Problem details – Lines from the records below that contain the word "Duration" are to be copied out.

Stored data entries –
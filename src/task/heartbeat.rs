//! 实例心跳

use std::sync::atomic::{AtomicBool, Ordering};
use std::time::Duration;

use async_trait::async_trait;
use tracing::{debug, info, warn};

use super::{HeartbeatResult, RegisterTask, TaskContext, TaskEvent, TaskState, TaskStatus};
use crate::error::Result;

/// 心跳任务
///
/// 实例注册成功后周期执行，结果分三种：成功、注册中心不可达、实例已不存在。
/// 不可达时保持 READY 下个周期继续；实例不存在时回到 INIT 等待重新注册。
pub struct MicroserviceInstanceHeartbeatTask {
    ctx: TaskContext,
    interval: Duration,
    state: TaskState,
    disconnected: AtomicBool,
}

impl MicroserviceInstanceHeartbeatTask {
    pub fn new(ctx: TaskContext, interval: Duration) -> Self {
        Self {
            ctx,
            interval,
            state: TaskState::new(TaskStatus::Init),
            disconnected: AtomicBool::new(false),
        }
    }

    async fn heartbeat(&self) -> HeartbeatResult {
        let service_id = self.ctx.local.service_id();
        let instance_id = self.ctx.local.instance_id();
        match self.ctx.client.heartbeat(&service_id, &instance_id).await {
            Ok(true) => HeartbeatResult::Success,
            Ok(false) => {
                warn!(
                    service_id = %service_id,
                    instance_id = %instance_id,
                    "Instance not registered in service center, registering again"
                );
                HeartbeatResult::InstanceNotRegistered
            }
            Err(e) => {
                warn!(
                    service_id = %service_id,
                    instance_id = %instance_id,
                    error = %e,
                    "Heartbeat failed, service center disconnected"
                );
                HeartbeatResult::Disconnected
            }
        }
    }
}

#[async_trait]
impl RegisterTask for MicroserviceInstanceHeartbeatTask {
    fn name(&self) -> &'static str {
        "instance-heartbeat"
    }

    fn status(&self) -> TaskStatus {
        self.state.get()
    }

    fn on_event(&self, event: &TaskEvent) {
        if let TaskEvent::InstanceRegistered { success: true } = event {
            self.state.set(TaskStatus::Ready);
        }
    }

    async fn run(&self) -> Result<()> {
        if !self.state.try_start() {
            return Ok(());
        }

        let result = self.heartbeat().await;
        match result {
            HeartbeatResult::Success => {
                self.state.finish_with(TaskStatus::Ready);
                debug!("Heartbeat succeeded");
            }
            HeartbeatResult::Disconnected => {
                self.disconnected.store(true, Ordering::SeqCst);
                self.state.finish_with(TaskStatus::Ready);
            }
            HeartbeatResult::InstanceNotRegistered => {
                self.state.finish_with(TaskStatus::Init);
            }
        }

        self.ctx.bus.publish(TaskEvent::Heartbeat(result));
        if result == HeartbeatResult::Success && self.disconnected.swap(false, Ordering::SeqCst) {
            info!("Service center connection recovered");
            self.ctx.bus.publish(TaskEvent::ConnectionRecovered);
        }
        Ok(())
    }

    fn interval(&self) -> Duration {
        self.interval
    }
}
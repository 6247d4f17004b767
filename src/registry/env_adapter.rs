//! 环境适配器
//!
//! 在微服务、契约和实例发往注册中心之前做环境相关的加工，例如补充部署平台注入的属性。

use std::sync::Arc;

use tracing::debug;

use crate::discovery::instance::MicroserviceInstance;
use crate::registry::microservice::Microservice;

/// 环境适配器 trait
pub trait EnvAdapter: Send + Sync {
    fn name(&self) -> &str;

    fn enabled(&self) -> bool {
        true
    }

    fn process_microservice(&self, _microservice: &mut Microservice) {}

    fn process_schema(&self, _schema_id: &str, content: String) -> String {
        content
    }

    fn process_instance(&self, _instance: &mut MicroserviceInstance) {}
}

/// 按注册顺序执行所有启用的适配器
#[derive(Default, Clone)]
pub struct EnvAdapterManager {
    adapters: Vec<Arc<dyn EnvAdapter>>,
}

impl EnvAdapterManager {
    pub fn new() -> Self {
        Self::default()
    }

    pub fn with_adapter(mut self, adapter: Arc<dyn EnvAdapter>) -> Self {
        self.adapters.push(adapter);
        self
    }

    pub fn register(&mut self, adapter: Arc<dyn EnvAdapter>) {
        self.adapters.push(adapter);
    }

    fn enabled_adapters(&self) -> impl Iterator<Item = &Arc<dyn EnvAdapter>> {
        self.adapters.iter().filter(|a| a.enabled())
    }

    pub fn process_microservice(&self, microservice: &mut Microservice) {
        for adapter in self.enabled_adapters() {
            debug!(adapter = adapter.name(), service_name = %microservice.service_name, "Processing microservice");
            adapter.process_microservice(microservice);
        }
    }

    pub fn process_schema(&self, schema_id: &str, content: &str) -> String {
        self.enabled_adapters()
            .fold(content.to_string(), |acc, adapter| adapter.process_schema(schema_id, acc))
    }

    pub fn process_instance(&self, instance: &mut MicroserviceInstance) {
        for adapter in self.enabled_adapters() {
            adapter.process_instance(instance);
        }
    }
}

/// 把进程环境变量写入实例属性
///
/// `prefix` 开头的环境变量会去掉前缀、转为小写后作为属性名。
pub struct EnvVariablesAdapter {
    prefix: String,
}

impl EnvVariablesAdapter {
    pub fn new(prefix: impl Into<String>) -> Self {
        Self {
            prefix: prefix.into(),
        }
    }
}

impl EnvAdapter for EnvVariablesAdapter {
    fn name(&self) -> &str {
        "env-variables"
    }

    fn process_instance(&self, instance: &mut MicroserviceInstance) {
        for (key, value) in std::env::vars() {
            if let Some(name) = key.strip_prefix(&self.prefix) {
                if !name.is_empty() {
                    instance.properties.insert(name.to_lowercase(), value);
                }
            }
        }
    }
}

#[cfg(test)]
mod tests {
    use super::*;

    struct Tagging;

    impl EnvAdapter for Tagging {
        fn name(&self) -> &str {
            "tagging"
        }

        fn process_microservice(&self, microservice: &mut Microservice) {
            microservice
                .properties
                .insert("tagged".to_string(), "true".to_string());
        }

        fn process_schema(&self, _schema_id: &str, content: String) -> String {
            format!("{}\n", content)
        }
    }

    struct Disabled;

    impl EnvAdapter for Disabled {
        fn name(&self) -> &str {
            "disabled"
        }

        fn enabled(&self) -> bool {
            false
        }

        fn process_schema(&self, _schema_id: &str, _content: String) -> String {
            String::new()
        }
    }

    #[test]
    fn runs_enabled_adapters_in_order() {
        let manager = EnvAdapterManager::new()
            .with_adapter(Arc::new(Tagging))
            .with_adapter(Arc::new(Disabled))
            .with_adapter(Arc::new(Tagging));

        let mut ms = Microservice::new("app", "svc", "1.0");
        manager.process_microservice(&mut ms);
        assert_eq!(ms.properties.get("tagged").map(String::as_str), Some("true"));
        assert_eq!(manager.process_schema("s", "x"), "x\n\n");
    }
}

Answer –
use std::time::Duration;
    interval: Duration,
    pub fn new(ctx: TaskContext, interval: Duration) -> Self {
    fn interval(&self) -> Duration {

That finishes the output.